*About this task*: In full and without alteration, write out the lines below.

(Records excerpted from a collection)
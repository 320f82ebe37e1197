//! Persistence for `settings.json`.
//!
//! The store never hands a broken document to the caller: malformed JSON and
//! incomplete documents both degrade to the built-in defaults, with the user
//! told why on the console. Only [`SettingsStore::update`] reports failures.

use std::fs;
use std::io;
use std::path::{Path, PathBuf};

use serde::Serialize;
use serde_json::ser::PrettyFormatter;
use serde_json::{Map, Value};
use thiserror::Error;
use tracing::{debug, warn};

use crate::config_types::ConfigDocument;
use crate::console::{Console, Style};

pub const SETTINGS_FILE: &str = "settings.json";

/// Error type for writing the settings file.
#[derive(Debug, Error)]
pub enum SettingsError {
    /// A file system I/O error occurred.
    #[error("I/O error accessing settings at {path}: {source}")]
    Io {
        path: PathBuf,
        #[source]
        source: io::Error,
    },

    /// The document could not be serialized to JSON.
    #[error("failed to serialize settings: {0}")]
    Serialize(#[from] serde_json::Error),
}

pub struct SettingsStore<'a> {
    file: PathBuf,
    console: &'a dyn Console,
}

impl<'a> SettingsStore<'a> {
    pub fn new(root: &Path, console: &'a dyn Console) -> Self {
        Self {
            file: root.join(SETTINGS_FILE),
            console,
        }
    }

    pub fn path(&self) -> &Path {
        &self.file
    }

    /// Reads the settings file, creating it with defaults on first run.
    pub fn read(&self) -> ConfigDocument {
        let content = match fs::read_to_string(&self.file) {
            Ok(content) => content,
            Err(e) if e.kind() == io::ErrorKind::NotFound => return self.create(),
            Err(e) => {
                self.console.print(
                    &format!("failed to read settings file {}: {e}", self.file.display()),
                    Style::Error,
                );
                return ConfigDocument::default();
            }
        };

        let object = match serde_json::from_str::<Value>(&content) {
            Ok(Value::Object(object)) => object,
            Ok(other) => {
                warn!(found = %json_type(&other), "settings document is not a JSON object");
                return self.malformed();
            }
            Err(e) => {
                warn!(error = %e, "settings document is not valid JSON");
                return self.malformed();
            }
        };

        let missing = missing_keys(&object);
        if !missing.is_empty() {
            debug!(?missing, "settings document is incomplete");
            return self.check_completeness(&missing);
        }

        match serde_json::from_value::<ConfigDocument>(Value::Object(object)) {
            Ok(doc) => doc,
            Err(e) => {
                warn!(error = %e, "settings document does not match the settings layout");
                self.malformed()
            }
        }
    }

    fn malformed(&self) -> ConfigDocument {
        self.console.print(
            &format!("{SETTINGS_FILE} is not valid JSON, please check its format!"),
            Style::Error,
        );
        ConfigDocument::default()
    }

    /// Handles a document that parsed but lacks required keys.
    ///
    /// Declining regeneration leaves the file as-is and runs on defaults; the
    /// user is reminded of that divergence each time it happens.
    fn check_completeness(&self, missing: &[String]) -> ConfigDocument {
        let answer = self.console.input(&format!(
            "{SETTINGS_FILE} is missing required settings ({}), \
             regenerate the default file? (YES/NO): ",
            missing.join(", ")
        ));

        if answer.trim().eq_ignore_ascii_case("YES") {
            return self.create();
        }

        warn!(path = %self.file.display(), "running on defaults; settings file left incomplete");
        self.console.print(
            &format!(
                "{SETTINGS_FILE} was left unchanged; \
                 this run uses the default settings, which differ from the file!"
            ),
            Style::Warning,
        );
        ConfigDocument::default()
    }

    /// Writes the default document and tells the user to finish setup.
    pub fn create(&self) -> ConfigDocument {
        let defaults = ConfigDocument::default();

        match self.write(&defaults) {
            Ok(()) => self.console.print(
                &format!(
                    "Created default {SETTINGS_FILE}!\n\
                     Set a cookie as described in the quick start guide, \
                     then run the program again.\n\
                     Adjust {SETTINGS_FILE} to your needs.\n"
                ),
                Style::General,
            ),
            Err(e) => self.console.print(
                &format!("failed to create default settings: {e}"),
                Style::Error,
            ),
        }

        defaults
    }

    /// Overwrites the settings file with `settings`.
    ///
    /// Accepts the typed document as well as any other serializable map, e.g.
    /// a `serde_json::Map` assembled by a front end.
    pub fn update<T: Serialize + ?Sized>(&self, settings: &T) -> Result<(), SettingsError> {
        self.write(settings)?;
        self.console.print("Settings saved!", Style::Info);
        Ok(())
    }

    fn write<T: Serialize + ?Sized>(&self, settings: &T) -> Result<(), SettingsError> {
        let content = to_json_pretty(settings)?;

        if let Some(dir) = self.file.parent() {
            fs::create_dir_all(dir).map_err(|source| SettingsError::Io {
                path: dir.to_path_buf(),
                source,
            })?;
        }

        fs::write(&self.file, content).map_err(|source| SettingsError::Io {
            path: self.file.clone(),
            source,
        })
    }
}

/// Default keys absent from `object`, sorted by name.
fn missing_keys(object: &Map<String, Value>) -> Vec<String> {
    match serde_json::to_value(ConfigDocument::default()) {
        Ok(Value::Object(defaults)) => defaults
            .keys()
            .filter(|key| !object.contains_key(*key))
            .cloned()
            .collect(),
        _ => Vec::new(),
    }
}

fn json_type(value: &Value) -> &'static str {
    match value {
        Value::Null => "null",
        Value::Bool(_) => "boolean",
        Value::Number(_) => "number",
        Value::String(_) => "string",
        Value::Array(_) => "array",
        Value::Object(_) => "object",
    }
}

/// Four-space indented JSON; serde_json never escapes non-ASCII text.
fn to_json_pretty<T: Serialize + ?Sized>(value: &T) -> Result<Vec<u8>, serde_json::Error> {
    let mut buf = Vec::new();
    let formatter = PrettyFormatter::with_indent(b"    ");
    let mut ser = serde_json::Serializer::with_formatter(&mut buf, formatter);
    value.serialize(&mut ser)?;
    Ok(buf)
}
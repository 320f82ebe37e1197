use sanitize_filename::{Options, sanitize_with_options};

/// Characters that are not allowed in file or folder names on any of the
/// supported platforms.
pub const ILLEGAL_CHARS: [char; 9] = ['/', '\\', '|', '<', '>', ':', '"', '?', '*'];

/// Filesystem name sanitizer.
pub trait NameCleaner {
    fn clean_name(&self, raw: &str, is_file: bool) -> String;
    fn illegal_chars(&self) -> &[char];

    fn is_illegal(&self, c: char) -> bool {
        c.is_control() || self.illegal_chars().contains(&c)
    }
}

#[derive(Debug, Default, Clone, Copy)]
pub struct Cleaner;

impl NameCleaner for Cleaner {
    /// Drops illegal characters with Windows rules applied everywhere, then
    /// trims whitespace. File names are cut to the 255-byte limit; folder
    /// names are kept whole.
    fn clean_name(&self, raw: &str, is_file: bool) -> String {
        let options = Options {
            windows: true,
            truncate: is_file,
            replacement: "",
        };
        sanitize_with_options(raw, options).trim().to_string()
    }

    fn illegal_chars(&self) -> &[char] {
        &ILLEGAL_CHARS
    }
}

#[cfg(test)]
mod tests {
    use super::*;

    #[test]
    fn test_clean_name_strips_illegal_characters() {
        assert_eq!(Cleaner.clean_name("my:folder*?", false), "myfolder");
        assert_eq!(Cleaner.clean_name("a\tb\u{0}c", true), "abc");
    }

    #[test]
    fn test_clean_name_trims_whitespace() {
        assert_eq!(Cleaner.clean_name("  Download ", false), "Download");
    }

    #[test]
    fn test_clean_name_of_only_illegal_characters_is_empty() {
        assert_eq!(Cleaner.clean_name("<>|", false), "");
    }

    #[test]
    fn test_split_characters_are_checked_against_the_illegal_set() {
        assert!(Cleaner.is_illegal('/'));
        assert!(Cleaner.is_illegal('\n'));
        assert!(!Cleaner.is_illegal('-'));
    }
}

*Solution*:
repository 320f82ebe37e1197
//! Persistence for `settings.json`.
//!
//! The store never hands a broken document to the caller: malformed JSON and
//! incomplete documents both degrade to the built-in defaults, with the user
//! told why on the console. Only [`SettingsStore::update`] reports failures.

use std::fs;
use std::io;
use std::path::{Path, PathBuf};

use serde::Serialize;
use serde_json::ser::PrettyFormatter;
use serde_json::{Map, Value};
use thiserror::Error;
use tracing::{debug, warn};

use crate::config_types::ConfigDocument;
use crate::console::{Console, Style};

pub const SETTINGS_FILE: &str = "settings.json";

/// Error type for writing the settings file.
#[derive(Debug, Error)]
pub enum SettingsError {
    /// A file system I/O error occurred.
    #[error("I/O error accessing settings at {path}: {source}")]
    Io {
        path: PathBuf,
        #[source]
        source: io::Error,
    },

    /// The document could not be serialized to JSON.
    #[error("failed to serialize settings: {0}")]
    Serialize(#[from] serde_json::Error),
}

pub struct SettingsStore<'a> {
    file: PathBuf,
    console: &'a dyn Console,
}

impl<'a> SettingsStore<'a> {
    pub fn new(root: &Path, console: &'a dyn Console) -> Self {
        Self {
            file: root.join(SETTINGS_FILE),
            console,
        }
    }

    pub fn path(&self) -> &Path {
        &self.file
    }

    /// Reads the settings file, creating it with defaults on first run.
    pub fn read(&self) -> ConfigDocument {
        let content = match fs::read_to_string(&self.file) {
            Ok(content) => content,
            Err(e) if e.kind() == io::ErrorKind::NotFound => return self.create(),
            Err(e) => {
                self.console.print(
                    &format!("failed to read settings file {}: {e}", self.file.display()),
                    Style::Error,
                );
                return ConfigDocument::default();
            }
        };

        let object = match serde_json::from_str::<Value>(&content) {
            Ok(Value::Object(object)) => object,
            Ok(other) => {
                warn!(found = %json_type(&other), "settings document is not a JSON object");
                return self.malformed();
            }
            Err(e) => {
                warn!(error = %e, "settings document is not valid JSON");
                return self.malformed();
            }
        };

        let missing = missing_keys(&object);
        if !missing.is_empty() {
            debug!(?missing, "settings document is incomplete");
            return self.check_completeness(&missing);
        }

        match serde_json::from_value::<ConfigDocument>(Value::Object(object)) {
            Ok(doc) => doc,
            Err(e) => {
                warn!(error = %e, "settings document does not match the settings layout");
                self.malformed()
            }
        }
    }

    fn malformed(&self) -> ConfigDocument {
        self.console.print(
            &format!("{SETTINGS_FILE} is not valid JSON, please check its format!"),
            Style::Error,
        );
        ConfigDocument::default()
    }

    /// Handles a document that parsed but lacks required keys.
    ///
    /// Declining regeneration leaves the file as-is and runs on defaults; the
    /// user is reminded of that divergence each time it happens.
    fn check_completeness(&self, missing: &[String]) -> ConfigDocument {
        let answer = self.console.input(&format!(
            "{SETTINGS_FILE} is missing required settings ({}), \
             regenerate the default file? (YES/NO): ",
            missing.join(", ")
        ));

        if answer.trim().eq_ignore_ascii_case("YES") {
            return self.create();
        }

        warn!(path = %self.file.display(), "running on defaults; settings file left incomplete");
        self.console.print(
            &format!(
                "{SETTINGS_FILE} was left unchanged; \
                 this run uses the default settings, which differ from the file!"
            ),
            Style::Warning,
        );
        ConfigDocument::default()
    }

    /// Writes the default document and tells the user to finish setup.
    pub fn create(&self) -> ConfigDocument {
        let defaults = ConfigDocument::default();

        match self.write(&defaults) {
            Ok(()) => self.console.print(
                &format!(
                    "Created default {SETTINGS_FILE}!\n\
                     Set a cookie as described in the quick start guide, \
                     then run the program again.\n\
                     Adjust {SETTINGS_FILE} to your needs.\n"
                ),
                Style::General,
            ),
            Err(e) => self.console.print(
                &format!("failed to create default settings: {e}"),
                Style::Error,
            ),
        }

        defaults
    }

    /// Overwrites the settings file with `settings`.
    ///
    /// Accepts the typed document as well as any other serializable map, e.g.
    /// a `serde_json::Map` assembled by a front end.
    pub fn update<T: Serialize + ?Sized>(&self, settings: &T) -> Result<(), SettingsError> {
        self.write(settings)?;
        self.console.print("Settings saved!", Style::Info);
        Ok(())
    }

    fn write<T: Serialize + ?Sized>(&self, settings: &T) -> Result<(), SettingsError> {
        let content = to_json_pretty(settings)?;

        if let Some(dir) = self.file.parent() {
            fs::create_dir_all(dir).map_err(|source| SettingsError::Io {
                path: dir.to_path_buf(),
                source,
            })?;
        }

        fs::write(&self.file, content).map_err(|source| SettingsError::Io {
            path: self.file.clone(),
            source,
        })
    }
}

/// Default keys absent from `object`, sorted by name.
fn missing_keys(object: &Map<String, Value>) -> Vec<String> {
    match serde_json::to_value(ConfigDocument::default()) {
        Ok(Value::Object(defaults)) => defaults
            .keys()
            .filter(|key| !object.contains_key(*key))
            .cloned()
            .collect(),
        _ => Vec::new(),
    }
}

fn json_type(value: &Value) -> &'static str {
    match value {
        Value::Null => "null",
        Value::Bool(_) => "boolean",
        Value::Number(_) => "number",
        Value::String(_) => "string",
        Value::Array(_) => "array",
        Value::Object(_) => "object",
    }
}

/// Four-space indented JSON; serde_json never escapes non-ASCII text.
fn to_json_pretty<T: Serialize + ?Sized>(value: &T) -> Result<Vec<u8>, serde_json::Error> {
    let mut buf = Vec::new();
    let formatter = PrettyFormatter::with_indent(b"    ");
    let mut ser = serde_json::Serializer::with_formatter(&mut buf, formatter);
    value.serialize(&mut ser)?;
    Ok(buf)
}
repository 320f82ebe37e1197
use sanitize_filename::{Options, sanitize_with_options};

/// Characters that are not allowed in file or folder names on any of the
/// supported platforms.
pub const ILLEGAL_CHARS: [char; 9] = ['/', '\\', '|', '<', '>', ':', '"', '?', '*'];

/// Filesystem name sanitizer.
pub trait NameCleaner {
    fn clean_name(&self, raw: &str, is_file: bool) -> String;
    fn illegal_chars(&self) -> &[char];

    fn is_illegal(&self, c: char) -> bool {
        c.is_control() || self.illegal_chars().contains(&c)
    }
}

#[derive(Debug, Default, Clone, Copy)]
pub struct Cleaner;

impl NameCleaner for Cleaner {
    /// Drops illegal characters with Windows rules applied everywhere, then
    /// trims whitespace. File names are cut to the 255-byte limit; folder
    /// names are kept whole.
    fn clean_name(&self, raw: &str, is_file: bool) -> String {
        let options = Options {
            windows: true,
            truncate: is_file,
            replacement: "",
        };
        sanitize_with_options(raw, options).trim().to_string()
    }

    fn illegal_chars(&self) -> &[char] {
        &ILLEGAL_CHARS
    }
}

#[cfg(test)]
mod tests {
    use super::*;

    #[test]
    fn test_clean_name_strips_illegal_characters() {
        assert_eq!(Cleaner.clean_name("my:folder*?", false), "myfolder");
        assert_eq!(Cleaner.clean_name("a\tb\u{0}c", true), "abc");
    }

    #[test]
    fn test_clean_name_trims_whitespace() {
        assert_eq!(Cleaner.clean_name("  Download ", false), "Download");
    }

    #[test]
    fn test_clean_name_of_only_illegal_characters_is_empty() {
        assert_eq!(Cleaner.clean_name("<>|", false), "");
    }

    #[test]
    fn test_split_characters_are_checked_against_the_illegal_set() {
        assert!(Cleaner.is_illegal('/'));
        assert!(Cleaner.is_illegal('\n'));
        assert!(!Cleaner.is_illegal('-'));
    }
}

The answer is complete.